The rise of digitalization brings with it new risks. Cyber attacks by malware such as "Wanna Cry" are now a regular occurrence, causing billions of euros of damage. Medium-sized mechanical and plant engineering companies are increasingly being targeted by cyber criminals.
VDMA and VSMA have now compiled the results of a survey of well over 200 companies in the new study. Thomas Völker, Head of the Cyber Insurance department at VSMA, says the study sends a clear message: "Action is needed now." Half of the companies surveyed are still working with antiquated cyber protection and underestimate their risk. Top-level management at many companies remains unaware of the importance of specialized cyber risk management. According to the survey, around 88 percent of companies surveyed are underinsured.
Guidelines for protecting against cyber attacks
So what can be done? The study not only lists the results of the survey: It also contains guidelines for action and checklists to help managers protect their companies more effectively against cyber attacks. In addition, it presents up-to-the-minute information on security, as well as interviews with IT specialists and affected company owners.

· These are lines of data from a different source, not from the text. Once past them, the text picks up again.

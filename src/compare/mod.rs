pub mod differ;
pub mod report;
use std::{
    fs::File,
    io::{BufReader, Read},
    path::Path,
};

use crate::{
    foundation::error::{MvError, MvResult},
    vectors::{
        cell::Cell,
        record::{Column, ColumnKey, MotionVectorRecord},
        table::VectorTable,
    },
};

impl VectorTable {
    /// Load and normalize a per-method motion-vector CSV.
    ///
    /// - every known numeric column is coerced; unparseable cells become [`Cell::Missing`]
    /// - rows missing `frame`, `src_x`, `src_y`, `dst_x` or `dst_y` are dropped
    /// - absent `motion_x`/`motion_y` columns are derived as `dst - src`
    ///
    /// Errors: [`MvError::FileNotFound`] for a missing path, [`MvError::Parse`] for
    /// malformed CSV, [`MvError::MissingColumn`] when a required column is not in the
    /// header.
    #[tracing::instrument(skip_all, fields(path = %path.display()))]
    pub fn load(path: &Path) -> MvResult<Self> {
        let f = File::open(path).map_err(|e| {
            if e.kind() == std::io::ErrorKind::NotFound {
                MvError::file_not_found(path)
            } else {
                MvError::Other(
                    anyhow::Error::new(e).context(format!("open '{}'", path.display())),
                )
            }
        })?;

        let table = Self::from_reader(BufReader::new(f)).map_err(|e| match e {
            MvError::Parse(msg) => MvError::parse(format!("'{}': {msg}", path.display())),
            other => other,
        })?;

        tracing::info!(
            rows = table.len(),
            dropped = table.dropped_rows(),
            "loaded motion vectors"
        );
        Ok(table)
    }

    /// Load from any reader holding CSV text with a header row.
    pub fn from_reader<R: Read>(reader: R) -> MvResult<Self> {
        let mut rdr = csv::ReaderBuilder::new()
            .has_headers(true)
            .flexible(true)
            .from_reader(reader);

        let headers = rdr.headers().map_err(csv_error)?.clone();
        if headers.is_empty() {
            return Err(MvError::parse("empty input: no header row"));
        }

        let layout = HeaderLayout::resolve(&headers)?;
        let mut records = Vec::new();
        let mut dropped = 0usize;

        for row in rdr.records() {
            let row = row.map_err(csv_error)?;
            if row.len() > headers.len() {
                let line = row.position().map(|p| p.line()).unwrap_or(0);
                return Err(MvError::parse(format!(
                    "line {line}: expected {} fields, saw {}",
                    headers.len(),
                    row.len()
                )));
            }
            match layout.read_row(&row) {
                Some(r) => records.push(r),
                None => dropped += 1,
            }
        }

        if dropped > 0 {
            tracing::debug!(dropped, "dropped rows missing required fields");
        }

        Ok(Self {
            schema: layout.schema,
            records,
            dropped,
        })
    }
}

struct HeaderLayout {
    known: [Option<usize>; Column::COUNT],
    extra: Vec<usize>,
    derive_motion_x: bool,
    derive_motion_y: bool,
    schema: Vec<ColumnKey>,
}

impl HeaderLayout {
    fn resolve(headers: &csv::StringRecord) -> MvResult<Self> {
        let mut known = [None; Column::COUNT];
        let mut extra = Vec::new();
        let mut schema = Vec::with_capacity(headers.len() + 2);

        for (idx, name) in headers.iter().enumerate() {
            match Column::from_name(name) {
                Some(c) if known[c as usize].is_none() => {
                    known[c as usize] = Some(idx);
                    schema.push(ColumnKey::Known(c));
                }
                _ => {
                    schema.push(ColumnKey::Extra {
                        name: name.to_string(),
                        slot: extra.len(),
                    });
                    extra.push(idx);
                }
            }
        }

        for c in Column::REQUIRED {
            if known[c as usize].is_none() {
                return Err(MvError::missing_column(c.name()));
            }
        }

        let derive_motion_x = known[Column::MotionX as usize].is_none();
        let derive_motion_y = known[Column::MotionY as usize].is_none();
        if derive_motion_x {
            schema.push(ColumnKey::Known(Column::MotionX));
        }
        if derive_motion_y {
            schema.push(ColumnKey::Known(Column::MotionY));
        }

        Ok(Self {
            known,
            extra,
            derive_motion_x,
            derive_motion_y,
            schema,
        })
    }

    fn cell(&self, row: &csv::StringRecord, column: Column) -> Cell {
        self.known[column as usize]
            .and_then(|i| row.get(i))
            .map(Cell::parse)
            .unwrap_or(Cell::Missing)
    }

    /// `None` when a required field is missing after coercion.
    fn read_row(&self, row: &csv::StringRecord) -> Option<MotionVectorRecord> {
        let frame = self.cell(row, Column::Frame).value()?;
        let src_x = self.cell(row, Column::SrcX).value()?;
        let src_y = self.cell(row, Column::SrcY).value()?;
        let dst_x = self.cell(row, Column::DstX).value()?;
        let dst_y = self.cell(row, Column::DstY).value()?;

        let motion_x = if self.derive_motion_x {
            Cell::from_f64(dst_x - src_x)
        } else {
            self.cell(row, Column::MotionX)
        };
        let motion_y = if self.derive_motion_y {
            Cell::from_f64(dst_y - src_y)
        } else {
            self.cell(row, Column::MotionY)
        };

        let extra = self
            .extra
            .iter()
            .map(|&i| row.get(i).filter(|s| !s.is_empty()).map(str::to_owned))
            .collect();

        Some(MotionVectorRecord {
            frame,
            method_id: self.cell(row, Column::MethodId),
            source: self.cell(row, Column::Source),
            w: self.cell(row, Column::W),
            h: self.cell(row, Column::H),
            src_x,
            src_y,
            dst_x,
            dst_y,
            flags: self.cell(row, Column::Flags),
            motion_x,
            motion_y,
            motion_scale: self.cell(row, Column::MotionScale),
            extra,
        })
    }
}

fn csv_error(e: csv::Error) -> MvError {
    if e.is_io_error() {
        MvError::Other(anyhow::Error::new(e).context("read csv"))
    } else {
        MvError::parse(e.to_string())
    }
}

#[cfg(test)]
#[path = "../../tests/unit/vectors/load.rs"]
mod tests;
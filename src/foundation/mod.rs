pub mod config;
pub mod core;
pub mod error;
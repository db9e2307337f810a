//! mvscope compares, reduces and visualizes motion vectors exported by several
//! extraction methods.
//!
//! - Load a per-method CSV into a [`VectorTable`]
//! - Diff two tables over a [`FrameRange`] with [`compare_frames`]
//! - Bound a frame's vectors with [`reduce`] and draw them with [`OverlayRenderer`]
//! - Write overlay videos through the [`video`] module, or drive benchmark sweeps via
//!   [`bench`]
#![forbid(unsafe_code)]

mod foundation;

/// Benchmark executable driver.
pub mod bench;
/// Frame-by-frame comparison of two tables.
pub mod compare;
pub mod merge;
pub mod reduce;
/// Overlay rasterization.
pub mod render;
/// CSV loading and the record model.
pub mod vectors;
pub mod video;

pub use crate::foundation::config::{
    DEFAULT_MAX_VECTORS, MAX_VECTORS_ENV, MagnitudePolicy, MagnitudeTier, OverlayStyle,
    TierStyle, VIDEO_MAX_VECTORS, VisualizationConfig,
};
pub use crate::foundation::core::{Canvas, FrameRange, Rgb8};
pub use crate::foundation::error::{MvError, MvResult};

pub use crate::bench::runner::{
    BenchmarkInvocation, SweepOutcome, fastest_per_stream, prune_stream_outputs,
    run_benchmark, run_sweep, stream_run_steps,
};
pub use crate::bench::table::{BenchmarkRow, parse_benchmark_output};
pub use crate::compare::differ::{Discrepancy, compare_frames};
pub use crate::compare::report::ComparisonReport;
pub use crate::merge::merge_method_outputs;
pub use crate::reduce::{ReducedVector, reduce, reduce_with_policy};
pub use crate::render::caption::{Caption, CaptionRenderer, frame_captions};
pub use crate::render::overlay::{OverlayRenderer, draw_motion_vectors};
pub use crate::render::raster::Raster;
pub use crate::vectors::cell::Cell;
pub use crate::vectors::record::{Column, MotionVectorRecord};
pub use crate::vectors::table::{FrameLookup, VectorTable};
pub use crate::video::combined::{CombinedVideoOpts, render_combined_video};
pub use crate::video::vector_video::{
    PaintedFrame, VectorVideoOpts, VideoSummary, paint_video_frame, render_frame_png,
    render_vector_video,
};
use std::path::{Path, PathBuf};

use crate::{
    foundation::{
        config::{MagnitudePolicy, OverlayStyle, VIDEO_MAX_VECTORS, VisualizationConfig},
        core::Rgb8,
        error::{MvError, MvResult},
    },
    reduce::reduce_with_policy,
    render::{
        caption::{CaptionRenderer, frame_captions},
        overlay::OverlayRenderer,
        raster::Raster,
    },
    vectors::{record::MotionVectorRecord, table::VectorTable},
    video::encode::{EncodeConfig, FfmpegEncoder},
};

/// Settings for [`render_vector_video`] and [`render_frame_png`].
#[derive(Clone, Debug, PartialEq)]
pub struct VectorVideoOpts {
    pub width: u32,
    pub height: u32,
    pub fps: u32,
    /// Per-frame cap handed to the reducer.
    pub max_vectors: usize,
    pub policy: MagnitudePolicy,
    pub style: OverlayStyle,
    pub overwrite: bool,
    /// Draw the "Frame:" and "Vectors:" captions on video frames.
    pub captions: bool,
    /// Caption font file; see [`CaptionRenderer::discover`] for the fallbacks.
    pub caption_font: Option<PathBuf>,
}

impl Default for VectorVideoOpts {
    fn default() -> Self {
        Self {
            width: 1920,
            height: 1080,
            fps: 24,
            max_vectors: VIDEO_MAX_VECTORS,
            policy: MagnitudePolicy::default(),
            style: OverlayStyle::emphasized(),
            overwrite: true,
            captions: true,
            caption_font: None,
        }
    }
}

impl VectorVideoOpts {
    /// Default canvas with policy, video style and cap taken from `cfg`.
    pub fn from_config(cfg: &VisualizationConfig) -> Self {
        Self {
            max_vectors: cfg.max_vectors_per_frame,
            policy: cfg.policy,
            style: cfg.video_overlay,
            ..Self::default()
        }
    }

    /// Like [`VectorVideoOpts::from_config`] but with the side-by-side `overlay` style,
    /// used for single-frame PNGs.
    pub fn single_frame(cfg: &VisualizationConfig) -> Self {
        Self {
            style: cfg.overlay,
            ..Self::from_config(cfg)
        }
    }

    fn renderer(&self) -> OverlayRenderer {
        OverlayRenderer::new(self.policy, self.style)
    }
}

/// Counts reported after a video is written.
#[derive(Clone, Copy, Debug, Default, PartialEq, Eq)]
pub struct VideoSummary {
    /// Frames encoded.
    pub frames: u64,
    /// Arrows drawn over all frames.
    pub vectors_drawn: u64,
}

/// Vector counts for one painted frame.
#[derive(Clone, Copy, Debug, Default, PartialEq, Eq)]
pub struct PaintedFrame {
    /// Vectors kept by the reducer.
    pub reduced: usize,
    /// Vectors long enough to be drawn.
    pub drawn: usize,
}

/// Clear `canvas` to black, reduce `rows` and draw what survives.
pub fn paint_vector_frame<'a, I>(
    canvas: &mut Raster,
    rows: I,
    renderer: &OverlayRenderer,
    max_vectors: usize,
) -> MvResult<PaintedFrame>
where
    I: IntoIterator<Item = &'a MotionVectorRecord>,
{
    canvas.fill(Rgb8::BLACK);
    let reduced = reduce_with_policy(rows, max_vectors, renderer.policy());
    let drawn = renderer.draw(canvas, &reduced)?;
    Ok(PaintedFrame {
        reduced: reduced.len(),
        drawn,
    })
}

/// Paint one standalone-video frame: the overlay, then the frame number and the
/// reduced vector count in the top-left corner when `captions` is given.
pub fn paint_video_frame<'a, I>(
    canvas: &mut Raster,
    frame: u64,
    rows: I,
    renderer: &OverlayRenderer,
    captions: Option<&mut CaptionRenderer>,
    max_vectors: usize,
) -> MvResult<PaintedFrame>
where
    I: IntoIterator<Item = &'a MotionVectorRecord>,
{
    let painted = paint_vector_frame(canvas, rows, renderer, max_vectors)?;
    if let Some(c) = captions {
        c.draw(canvas, &frame_captions(frame, painted.reduced))?;
    }
    Ok(painted)
}

/// Encode one black frame with overlaid vectors per distinct frame number, ascending.
///
/// With `opts.captions` set and no usable font found, frames are encoded without
/// captions and a warning is logged. An explicitly configured font that fails to load
/// is an error.
#[tracing::instrument(skip_all, fields(out = %out.display()))]
pub fn render_vector_video(
    table: &VectorTable,
    out: &Path,
    opts: &VectorVideoOpts,
) -> MvResult<VideoSummary> {
    let by_frame = table.rows_by_frame();
    if by_frame.is_empty() {
        return Err(MvError::validation("no frames with motion vectors to render"));
    }

    let mut captions = if opts.captions {
        let found = CaptionRenderer::discover(opts.caption_font.as_deref(), Rgb8::WHITE)?;
        if found.is_none() {
            tracing::warn!("no caption font found; rendering frames without captions");
        }
        found
    } else {
        None
    };

    let mut encoder = FfmpegEncoder::new(EncodeConfig {
        width: opts.width,
        height: opts.height,
        fps: opts.fps,
        out_path: out.to_path_buf(),
        overwrite: opts.overwrite,
    })?;

    let renderer = opts.renderer();
    let mut canvas = Raster::black(opts.width, opts.height)?;
    let mut summary = VideoSummary::default();
    let total = by_frame.len();

    for (i, (&frame, rows)) in by_frame.iter().enumerate() {
        let painted = paint_video_frame(
            &mut canvas,
            frame,
            rows.iter().copied(),
            &renderer,
            captions.as_mut(),
            opts.max_vectors,
        )?;
        encoder.encode_frame(&canvas)?;
        summary.vectors_drawn += painted.drawn as u64;
        if (i + 1) % 100 == 0 {
            tracing::info!(frame, done = i + 1, total, "rendering vector video");
        }
    }

    summary.frames = encoder.finish()?;
    Ok(summary)
}

/// Render a single frame's overlay to a PNG. A frame with no rows gives a black image.
#[tracing::instrument(skip_all, fields(frame = frame, out = %out.display()))]
pub fn render_frame_png(
    table: &VectorTable,
    frame: u64,
    out: &Path,
    opts: &VectorVideoOpts,
) -> MvResult<usize> {
    let frames = table.frame_numbers();
    if frames.binary_search(&frame).is_err() {
        tracing::warn!(
            frame,
            first = ?frames.first(),
            last = ?frames.last(),
            "frame not present in table"
        );
    }
    let rows = table
        .records()
        .iter()
        .filter(|r| r.frame_number() == Some(frame));

    let mut canvas = Raster::black(opts.width, opts.height)?;
    let drawn = paint_vector_frame(&mut canvas, rows, &opts.renderer(), opts.max_vectors)?.drawn;
    if drawn == 0 {
        tracing::warn!(frame, "no drawable vectors in frame");
    }
    canvas.save_png(out)?;
    Ok(drawn)
}

#[cfg(test)]
#[path = "../../tests/unit/video/vector_video.rs"]
mod tests;
use std::f64::consts::FRAC_PI_4;

use kurbo::{BezPath, Circle, PathEl, Point, Shape as _, Vec2};

use crate::{
    foundation::{
        config::{MagnitudePolicy, OverlayStyle},
        core::Rgb8,
        error::{MvError, MvResult},
    },
    reduce::ReducedVector,
    render::{composite::over_in_place, raster::Raster},
};

const CIRCLE_TOLERANCE: f64 = 0.1;

/// Draws reduced vector sets as tier-colored arrows.
#[derive(Clone, Copy, Debug, Default, PartialEq)]
pub struct OverlayRenderer {
    policy: MagnitudePolicy,
    style: OverlayStyle,
}

impl OverlayRenderer {
    /// Renderer with explicit break points and style.
    pub fn new(policy: MagnitudePolicy, style: OverlayStyle) -> Self {
        Self { policy, style }
    }

    /// Break points in use.
    pub fn policy(&self) -> &MagnitudePolicy {
        &self.policy
    }

    /// Style in use.
    pub fn style(&self) -> &OverlayStyle {
        &self.style
    }

    /// Draw every vector whose record magnitude is at least `draw_min_px` onto `canvas`.
    ///
    /// Tiers come from [`MotionVectorRecord::magnitude`](crate::MotionVectorRecord::magnitude)
    /// of each record, not from [`ReducedVector::magnitude`]. Each vector becomes an arrow
    /// from `(src_x, src_y)` to `(dst_x, dst_y)` in its tier color plus a filled marker
    /// at the origin. Coordinates are used as given, truncated to whole pixels. Returns how many vectors were drawn.
    pub fn draw(&self, canvas: &mut Raster, vectors: &[ReducedVector]) -> MvResult<usize> {
        let w: u16 = canvas
            .width
            .try_into()
            .map_err(|_| MvError::render("canvas width exceeds u16"))?;
        let h: u16 = canvas
            .height
            .try_into()
            .map_err(|_| MvError::render("canvas height exceeds u16"))?;

        let mut ctx = vello_cpu::RenderContext::new(w, h);
        let mut drawn = 0usize;

        for v in vectors {
            let Some(tier) = self.policy.tier(v.record.magnitude()) else {
                continue;
            };
            let tier_style = self.style.for_tier(tier);
            let r = &v.record;
            let src = pixel_center(r.src_x, r.src_y);
            let dst = pixel_center(r.dst_x, r.dst_y);

            ctx.set_paint(color_to_cpu(tier_style.color));
            ctx.set_stroke(vello_cpu::kurbo::Stroke::new(tier_style.thickness));
            ctx.stroke_path(&bezpath_to_cpu(&arrow_path(src, dst, self.style.tip_ratio)));

            if self.style.marker_radius > 0.0 {
                let marker = Circle::new(src, self.style.marker_radius).to_path(CIRCLE_TOLERANCE);
                ctx.set_paint(color_to_cpu(self.style.marker_color));
                ctx.fill_path(&bezpath_to_cpu(&marker));
            }
            drawn += 1;
        }

        if drawn == 0 {
            return Ok(0);
        }

        ctx.flush();
        let mut layer = vello_cpu::Pixmap::new(w, h);
        ctx.render_to_pixmap(&mut layer);
        over_in_place(&mut canvas.data, layer.data_as_u8_slice())?;

        tracing::trace!(drawn, "overlay drawn");
        Ok(drawn)
    }
}

/// Draw with the default break points and the standard style.
pub fn draw_motion_vectors(canvas: &mut Raster, vectors: &[ReducedVector]) -> MvResult<usize> {
    OverlayRenderer::default().draw(canvas, vectors)
}

/// Shaft from `src` to `dst` plus two head strokes of `tip_ratio * length` at ±45°.
pub fn arrow_path(src: Point, dst: Point, tip_ratio: f64) -> BezPath {
    let mut path = BezPath::new();
    path.move_to(src);
    path.line_to(dst);

    let back: Vec2 = src - dst;
    let len = back.hypot();
    if len > 0.0 && tip_ratio > 0.0 {
        let tip = len * tip_ratio;
        let angle = back.atan2();
        for a in [angle + FRAC_PI_4, angle - FRAC_PI_4] {
            path.move_to(dst + Vec2::from_angle(a) * tip);
            path.line_to(dst);
        }
    }
    path
}

fn pixel_center(x: f64, y: f64) -> Point {
    Point::new(x.trunc() + 0.5, y.trunc() + 0.5)
}

fn color_to_cpu(c: Rgb8) -> vello_cpu::peniko::Color {
    vello_cpu::peniko::Color::from_rgba8(c.r, c.g, c.b, 255)
}

fn point_to_cpu(p: Point) -> vello_cpu::kurbo::Point {
    vello_cpu::kurbo::Point::new(p.x, p.y)
}

fn bezpath_to_cpu(path: &BezPath) -> vello_cpu::kurbo::BezPath {
    let mut out = vello_cpu::kurbo::BezPath::new();
    for el in path.elements() {
        match *el {
            PathEl::MoveTo(p) => out.move_to(point_to_cpu(p)),
            PathEl::LineTo(p) => out.line_to(point_to_cpu(p)),
            PathEl::QuadTo(p1, p2) => out.quad_to(point_to_cpu(p1), point_to_cpu(p2)),
            PathEl::CurveTo(p1, p2, p3) => {
                out.curve_to(point_to_cpu(p1), point_to_cpu(p2), point_to_cpu(p3));
            }
            PathEl::ClosePath => out.close_path(),
        }
    }
    out
}

#[cfg(test)]
#[path = "../../tests/unit/render/overlay.rs"]
mod tests;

Lack of transparency on services
Many of the companies surveyed put the insurance gap down to a lack of transparency in the services available on the market. This is now being remedied by the VDMA Cyber Policy, which has been developed especially for mechanical and plant engineering. Unlike the terms and conditions usually offered on the market, it offers blanket insurance cover for all significant first-party and third-party damage caused by attacks on the company IT system. The coverage also includes violations of data law, operator errors, media infringements and violation of the Payment Card Industry Data Security Standard.